Jose Abreu is not boosting this total like expected, but getting next to nothing in power production from guys with 10-15 home run potential like Alexei Ramirez, Conor Gillaspie, Melky Cabrera, Tyler Flowers, and 10-15 production from guys who have the strength to hit 20 like Avisail Garicia and Adam LaRoche drag the total down much quicker than Abreu's slow start. The Sox aren't particularly good at hitting three singles in an inning, because no one is.

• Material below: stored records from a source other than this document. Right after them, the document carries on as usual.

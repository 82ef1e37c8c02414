//! dbt catalog.json parsing
//!
//! The catalog describes what actually exists in the warehouse. Entries are
//! keyed by the same unique_id as the manifest.

use serde_json::Value;
use std::collections::BTreeMap;
use std::path::Path;
use crate::error::{ArtifactError, ArtifactKind, Result};
use crate::manifest::{package_of, Manifest};
use crate::raw::catalog::{RawCatalog, RawCatalogTable};
use crate::resources::{CatalogColumn, CatalogNode};
use crate::schema::{CatalogSchema, SchemaVersion};

#[derive(Debug, Clone, PartialEq)]
pub struct CatalogMetadata {
    pub schema: CatalogSchema,
    pub dbt_version: Option<String>,
    pub generated_at: Option<String>,
}

/// Normalized catalog
#[derive(Debug, Clone)]
pub struct Catalog {
    pub metadata: CatalogMetadata,
    /// Models, seeds and snapshots, sorted by unique_id
    pub nodes: Vec<CatalogNode>,
    /// Sources, sorted by unique_id
    pub sources: Vec<CatalogNode>,
}

impl Catalog {
    pub fn from_file(path: &Path) -> Result<Self> {
        let contents = std::fs::read_to_string(path).map_err(|e| ArtifactError::Io {
            artifact: ArtifactKind::Catalog,
            path: path.to_path_buf(),
            reason: e.to_string(),
        })?;

        Self::from_str(&contents)
    }

    #[allow(clippy::should_implement_trait)]
    pub fn from_str(json: &str) -> Result<Self> {
        let document: Value = serde_json::from_str(json)
            .map_err(|e| ArtifactError::malformed(ArtifactKind::Catalog, e))?;

        Self::from_value(document)
    }

    pub fn from_value(document: Value) -> Result<Self> {
        let schema = CatalogSchema::detect(&document)?;
        let raw: RawCatalog = serde_json::from_value(document)
            .map_err(|e| ArtifactError::malformed(ArtifactKind::Catalog, e))?;

        Ok(Self {
            metadata: CatalogMetadata {
                schema,
                dbt_version: raw.metadata.dbt_version,
                generated_at: raw.metadata.generated_at,
            },
            nodes: tables(raw.nodes),
            sources: tables(raw.sources),
        })
    }

    /// Copy `original_file_path` over from the manifest resources
    pub fn link(&mut self, manifest: &Manifest) {
        for node in self.nodes.iter_mut().chain(self.sources.iter_mut()) {
            if let Some(path) = manifest.original_file_path(&node.unique_id) {
                node.original_file_path = path.to_string();
            }
        }
    }

    /// Keep only entries whose unique_id belongs to `package`
    pub fn retain_package(&mut self, package: &str) {
        self.nodes.retain(|n| package_of(&n.unique_id) == Some(package));
        self.sources.retain(|n| package_of(&n.unique_id) == Some(package));
    }

    pub fn node(&self, unique_id: &str) -> Option<&CatalogNode> {
        find(&self.nodes, unique_id)
    }

    pub fn source(&self, unique_id: &str) -> Option<&CatalogNode> {
        find(&self.sources, unique_id)
    }
}

fn find<'a>(entries: &'a [CatalogNode], unique_id: &str) -> Option<&'a CatalogNode> {
    entries
        .binary_search_by(|n| n.unique_id.as_str().cmp(unique_id))
        .ok()
        .map(|i| &entries[i])
}

fn tables(raw: BTreeMap<String, RawCatalogTable>) -> Vec<CatalogNode> {
    let mut nodes: Vec<CatalogNode> = raw
        .into_iter()
        .map(|(key, table)| CatalogNode {
            unique_id: table.unique_id.unwrap_or(key),
            original_file_path: String::new(),
            relation_type: table.metadata.relation_type,
            database: table.metadata.database,
            schema: table.metadata.schema,
            name: table.metadata.name,
            columns: table
                .columns
                .into_iter()
                .map(|(key, c)| {
                    (key, CatalogColumn {
                        name: c.name,
                        data_type: c.data_type,
                        index: c.index,
                        comment: c.comment,
                    })
                })
                .collect(),
        })
        .collect();

    nodes.sort_by(|a, b| a.unique_id.cmp(&b.unique_id));
    nodes
}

We're still in the period of waiting for things to stabilize, but the longer the Sox persist with bizarre extremes in their performance (Avisail's crazy swing rate, no one hitting with any lift, veterans wildly underperforming) it's only going to bring uncomfortably urgent scrutiny. Todd Steverson & Co. are working against history here, but lose credibility when existing problems worsen under their stewardship.

Box Score 

  • Speaking of coaxing uniquely awful performances from veterans, there's only so much patience to be had for letting the Indians use a LOOGY on Adam LaRoche to kill the last meaningful Sox scoring threat of the game in the eighth inning. LaRoche has a .596 OPS vs. lefties since the start of 2013, and yet Ventura stood idly by while Terry Francona played individual matchups with Bryan Shaw, Marc Rzepczynski and Cody Allen on the last three hitters. This roster doesn't afford Ventura a right-handed masher to trot out on command off the bench, but Gordon Beckham vs. a LOOGY is better than leaving LaRoche out to die, which is to say that nearly anyone is better.
  • Jose Quintana's final line certainly had some ugliness to it (four strikeouts and walks apiece over seven innings, albeit just two earned runs), but he tuned up big-time to hold the Indians to 0-6 on the night with runners in scoring position, and lit up the crowd when he powered up to strike out Nick Swisher with high heat to end his night after seven. With Quintana and Sale shaking off bad starts and Danks streaking, the weakest points of this rotation are Jeff Samardzija and Carlos Rodon. Most teams are going to be fine with that.
  • Since Zach Putnam gave up a bomb to Brandon Moss in the eighth, it wound up not being the margin of defeat, but the first night of gimpy Avisail wasn't without incident. He looked sluggish misreading a line-drive off the bat of Jason Kipnis to lead off the game that went down in the scorecard as a triple (Kipnis would eventually score). And he looked pained again on the bases, which of course came after he hit another crucial, two-out RBI single to tie the game in the fourth. Logically, it should be hard for Garcia--a power-starved singles hitter for the most part--to be a plus player without good wheels and defense, but he is just the weirdest kind of awesome this year.